— Oh, mon dieu!.. O, mein Gott! — хором восклицают пришедшие на собеседование в 1812 году Франсуа с Михелем. — Эти чертовы русские воюют не по правилам! Они привлекли для выяснения отношений между благородными людьми — народ ! Alarme! Les partisans!..Alarm! Partisanen!..
И тут европейцев вполне можно понять. Это действительно было совершенно не по правилам. Народ — сам по себе — не воевал уже много веков. Ни в Европе, ни в России. Только — в гражданских войнах, когда все воюют со всеми. А так — ни-ни! Народ был трудовым и налоговым ресурсом, за который сражались между собой лучшие люди . Это — да, было. Еще он был рекрутируемым аристократией пушечным мясом . Это тоже — в порядке вещей, когда в форме и при знаках различия. А вот чтобы выступать в войне как более или менее самостоятельная сила — нет, это было просто даже неприлично.

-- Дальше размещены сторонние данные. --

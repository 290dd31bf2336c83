use std::collections::BTreeMap;

use serde::Deserialize;

/// `{ "message": ..., "data": ... }` as produced by Laravel API resources.
/// Only `data` is read; the success message is not shown anywhere.
#[derive(Debug, Deserialize)]
pub struct ApiResponse<T> {
    pub data: T,
}

/// Successful bodies come either bare or wrapped in an [`ApiResponse`].
#[derive(Debug, Deserialize)]
#[serde(untagged)]
pub enum Body<T> {
    Bare(T),
    Wrapped(ApiResponse<T>),
}

impl<T> Body<T> {
    pub fn into_inner(self) -> T {
        match self {
            Body::Bare(inner) => inner,
            Body::Wrapped(response) => response.data,
        }
    }
}

/// Error payload of a non-success response, e.g. a 422 validation failure:
/// `{ "message": "...", "errors": { "kode": ["..."] } }`.
#[derive(Debug, Default, Deserialize)]
pub struct ErrorBody {
    #[serde(default)]
    pub message: Option<String>,
    #[serde(default)]
    pub errors: BTreeMap<String, Vec<String>>,
}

Ну, представьте себе. Забита стрелка между пацанами — на тему, кто будет крышевать квартал питейных заведений и общепита. И тут одна из сторон, крышевавшая этот квартал прежде, приводит на стрелку вместе со своими быками — поваров и официантов, наскоро вооружив их кухонными ножами и мясницкими топорами. Это я Вас спрошу, как — по понятиям ?!

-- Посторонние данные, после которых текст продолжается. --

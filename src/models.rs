use serde::{Deserialize, Deserializer, Serialize, de::Error as _};

/// Shown by the catalog and inventory views for products without an image.
pub const IMAGE_PLACEHOLDER: &str = "/placeholder.svg";

#[derive(Debug, Clone, PartialEq, Serialize, Deserialize)]
pub struct Product {
    #[serde(deserialize_with = "string_or_number")]
    pub id: String,
    #[serde(rename = "nama")]
    pub name: String,
    #[serde(rename = "kode")]
    pub code: String,
    #[serde(rename = "stok", deserialize_with = "integer_or_string")]
    pub stock: i64,
    #[serde(rename = "harga", deserialize_with = "decimal_or_string")]
    pub price: f64,
    #[serde(rename = "kategori", default, skip_serializing_if = "Option::is_none")]
    pub category: Option<String>,
    #[serde(rename = "deskripsi", default, skip_serializing_if = "Option::is_none")]
    pub description: Option<String>,
    #[serde(rename = "gambar", default, skip_serializing_if = "Option::is_none")]
    pub image: Option<String>,
}

impl Product {
    pub fn image_or_placeholder(&self) -> &str {
        self.image.as_deref().unwrap_or(IMAGE_PLACEHOLDER)
    }

    pub fn display_price(&self) -> String {
        format_rupiah(self.price)
    }
}

/// Formats an amount the way the id-ID locale renders IDR currency:
/// `Rp 1.250.000`, `Rp 1.500,5`.
pub fn format_rupiah(amount: f64) -> String {
    let cents = (amount * 100.0).round() as i64;
    let sign = if cents < 0 { "-" } else { "" };
    let cents = cents.unsigned_abs();
    let whole = (cents / 100).to_string();
    let fraction = cents % 100;

    let mut grouped = String::with_capacity(whole.len() + whole.len() / 3);
    for (i, ch) in whole.chars().enumerate() {
        if i > 0 && (whole.len() - i) % 3 == 0 {
            grouped.push('.');
        }
        grouped.push(ch);
    }

    let mut out = format!("{sign}Rp {grouped}");
    if fraction != 0 {
        let fraction = format!("{fraction:02}");
        out.push(',');
        out.push_str(fraction.trim_end_matches('0'));
    }
    out
}

// Laravel backends hand out auto-increment ids and decimal casts as strings,
// so the wire types are looser than the model.

#[derive(Deserialize)]
#[serde(untagged)]
enum RawScalar {
    Int(i64),
    Float(f64),
    Text(String),
}

fn string_or_number<'de, D: Deserializer<'de>>(deserializer: D) -> Result<String, D::Error> {
    Ok(match RawScalar::deserialize(deserializer)? {
        RawScalar::Int(n) => n.to_string(),
        RawScalar::Float(n) => n.to_string(),
        RawScalar::Text(s) => s,
    })
}

fn integer_or_string<'de, D: Deserializer<'de>>(deserializer: D) -> Result<i64, D::Error> {
    match RawScalar::deserialize(deserializer)? {
        RawScalar::Int(n) => Ok(n),
        RawScalar::Float(n) if n.fract() == 0.0 && n >= i64::MIN as f64 && n < i64::MAX as f64 => {
            Ok(n as i64)
        }
        RawScalar::Float(n) => Err(D::Error::custom(format!("expected integer, got {n}"))),
        RawScalar::Text(s) => s.trim().parse().map_err(D::Error::custom),
    }
}

fn decimal_or_string<'de, D: Deserializer<'de>>(deserializer: D) -> Result<f64, D::Error> {
    match RawScalar::deserialize(deserializer)? {
        RawScalar::Int(n) => Ok(n as f64),
        RawScalar::Float(n) => Ok(n),
        RawScalar::Text(s) => s.trim().parse().map_err(D::Error::custom),
    }
}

Нет, государи мои, это — никак не по понятиям…
О чем и пытались втолковать нашим лучшим людям перебравшиеся обратно на ту сторону Немана остатки кадровой комиссии. На что тут же получили ошарашивший всех ответ:
— А клали мы на ваши понятия, — на полном серьезе отвечали потрясенным европейским кадровикам лучшие люди с русского отдела. — Это у вас, там, в Европе понятия. А у нас здесь, в России, свои понятия. И вообще тут вам не здесь! Да, азиаты мы… Да, скифы мы! Типа — с раскосыми и жадными глазами. Мильоны, говорите вас? Хе, а нас тьмы и тьмы, и тьмы…

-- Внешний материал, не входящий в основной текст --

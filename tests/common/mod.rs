use aki_inventory::{ProductApi, dto::products::ProductForm};

pub fn aki_a() -> ProductForm {
    ProductForm::new("Aki A", "AKI001", 10, 50000)
}

/// Create, read, replace, remove and delete one product. Both backends must
/// pass this unchanged.
pub async fn crud_contract(api: &ProductApi) -> anyhow::Result<()> {
    let created = api.create(aki_a()).await?;
    assert!(!created.id.is_empty());
    assert_eq!(created.name, "Aki A");
    assert_eq!(created.code, "AKI001");
    assert_eq!(created.stock, 10);
    assert_eq!(created.price, 50000.0);
    assert_eq!(created.image, None);

    assert_eq!(api.list().await?, vec![created.clone()]);
    assert_eq!(api.get_by_id(&created.id).await?, Some(created.clone()));

    let with_url = api
        .update(
            &created.id,
            ProductForm::new("Aki A Plus", "AKI001", 7, "55000.5")
                .category("Aki Kering")
                .image_url("https://cdn.example.com/aki-a.jpg"),
        )
        .await?
        .expect("product exists");
    assert_eq!(with_url.id, created.id);
    assert_eq!(with_url.stock, 7);
    assert_eq!(with_url.price, 55000.5);
    assert_eq!(with_url.category.as_deref(), Some("Aki Kering"));
    assert_eq!(with_url.image.as_deref(), Some("https://cdn.example.com/aki-a.jpg"));

    // No image input keeps the reference; omitted optional fields are cleared.
    let kept = api
        .update(&created.id, ProductForm::new("Aki A Plus", "AKI001", 6, 55000))
        .await?
        .expect("product exists");
    assert_eq!(kept.image, with_url.image);
    assert_eq!(kept.category, None);
    assert_eq!(api.get_by_id(&created.id).await?, Some(kept.clone()));

    let cleared = api
        .update(
            &created.id,
            ProductForm::new("Aki A Plus", "AKI001", 6, 55000).remove_image(),
        )
        .await?
        .expect("product exists");
    assert_eq!(cleared.image, None);

    assert_eq!(api.update("missing-id", aki_a()).await?, None);

    let err = api
        .update(&created.id, ProductForm::new("Aki A", "AKI001", "-1", 1))
        .await
        .unwrap_err();
    assert!(err.is_validation(), "unexpected error: {err}");
    let err = api
        .create(ProductForm::new("Aki B", "AKI002", 5, "abc"))
        .await
        .unwrap_err();
    assert!(err.is_validation(), "unexpected error: {err}");
    assert_eq!(api.list().await?, vec![cleared.clone()]);

    assert!(api.delete(&created.id).await?);
    assert_eq!(api.get_by_id(&created.id).await?, None);
    assert!(!api.delete(&created.id).await?);
    assert!(api.list().await?.is_empty());

    Ok(())
}

/// Ids that look like URL syntax are still plain ids that match nothing.
pub async fn unknown_ids_are_absent(api: &ProductApi) -> anyhow::Result<()> {
    let created = api.create(aki_a()).await?;

    for id in ["", ".", "..", "?page=1", "#frag", "a/b", "../barang"] {
        assert_eq!(api.get_by_id(id).await?, None, "get {id:?}");
        assert_eq!(api.update(id, aki_a()).await?, None, "update {id:?}");
        assert!(!api.delete(id).await?, "delete {id:?}");
    }

    assert_eq!(api.list().await?, vec![created]);
    Ok(())
}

Ну, и далее по тексту, смотрите у Блока — там все написано.
Это они так европейцам втирали. Чтобы те не очень-то… А к народу совсем другой базар пошел. Мол, брателло, мы с тобой одной крови, типа — ты, и я! Мы с тобой оба русские, православные, нам с тобой всякие европы — не указ! Эх, вдоль по Пи-и-и-те-е-р-ской… Не, ты пахать-то не забывай, arbeiten, arbeiten, khoroschiy muszik!
— Простите, господа… — начинали было крутить свою волынку совершенно уже растерянные европейцы, — а как же…
— Не простим! — твердо отвечала на это русская аристократия. При этом она быстренько выхватывала из группки отдельно стоящих неподалеку граждан профессорского вида первого попавшегося философа или писателя , и тот бодро отбарабанивал ничего уже не понимающим европейцам все, что лично он думает о славянском единстве , русской национальной идее и всечеловечности русской души .
Нет, понятное дело, не вся русская аристократия была такой отмороженной. Среди нее в немалом количестве встречались и вполне здравомыслящие люди. Кои понимали, что там, в Европе, все ж таки какое-никакое, а начальство . Что все серьезные ништяки идут оттуда. И надо бы как-то, лояльней , что ли. Я бы сказал — гибче, толерантней . Из них потом произошли российские либералы. А из отмороженных на всю голову — патриоты. Но беда-то в том, что и первые, и вторые были двумя сторонами одной и той же жопы .
И хорош смеяться! Поживите-ка сами с таким геморроем…
Все, не отвлекаемся. Так вот, дальше, как на грех, до России доковыляла, наконец, индустриальная революция. И тут началось!
Дело в том, что в индустриальную эпоху сравнительная сила национальных аристократий начала определяться тем, сколько народу сумели они вынуть из деревни, переместить в город, отмыть, причесать, подлечить, приодеть, обучить грамоте, азам дисциплины — и приставить к станкам . Натурально, чем больше обученного и дисциплинированного народу стоит у станка, тем сильнее национальная элита . И тем проще ей строить козьи морды всем прочим элитам, на чужое позарившимся.
Первой-то это дело английская аристократия сообразила. И быстренько своего muszik’a с земли согнала. Сначала в работные дома при мануфактурах — ну, это типа нашего ГУЛАГа, только размах слегка пожиже. Кто не хотел в дома — welcome на виселицу. Поначалу — так тьму народа перевешали. А потом ничего, попривык народ. А уж когда с индустриального лидерства дивиденд пошел — так с ним, с народом, даже поделиться сообразили. Типа, "рабочая аристократия". Ну, вы поняли…
В индустриальную эпоху любить народ оказалось страсть как экономически выгодно. Ибо с этого начало здорово капать.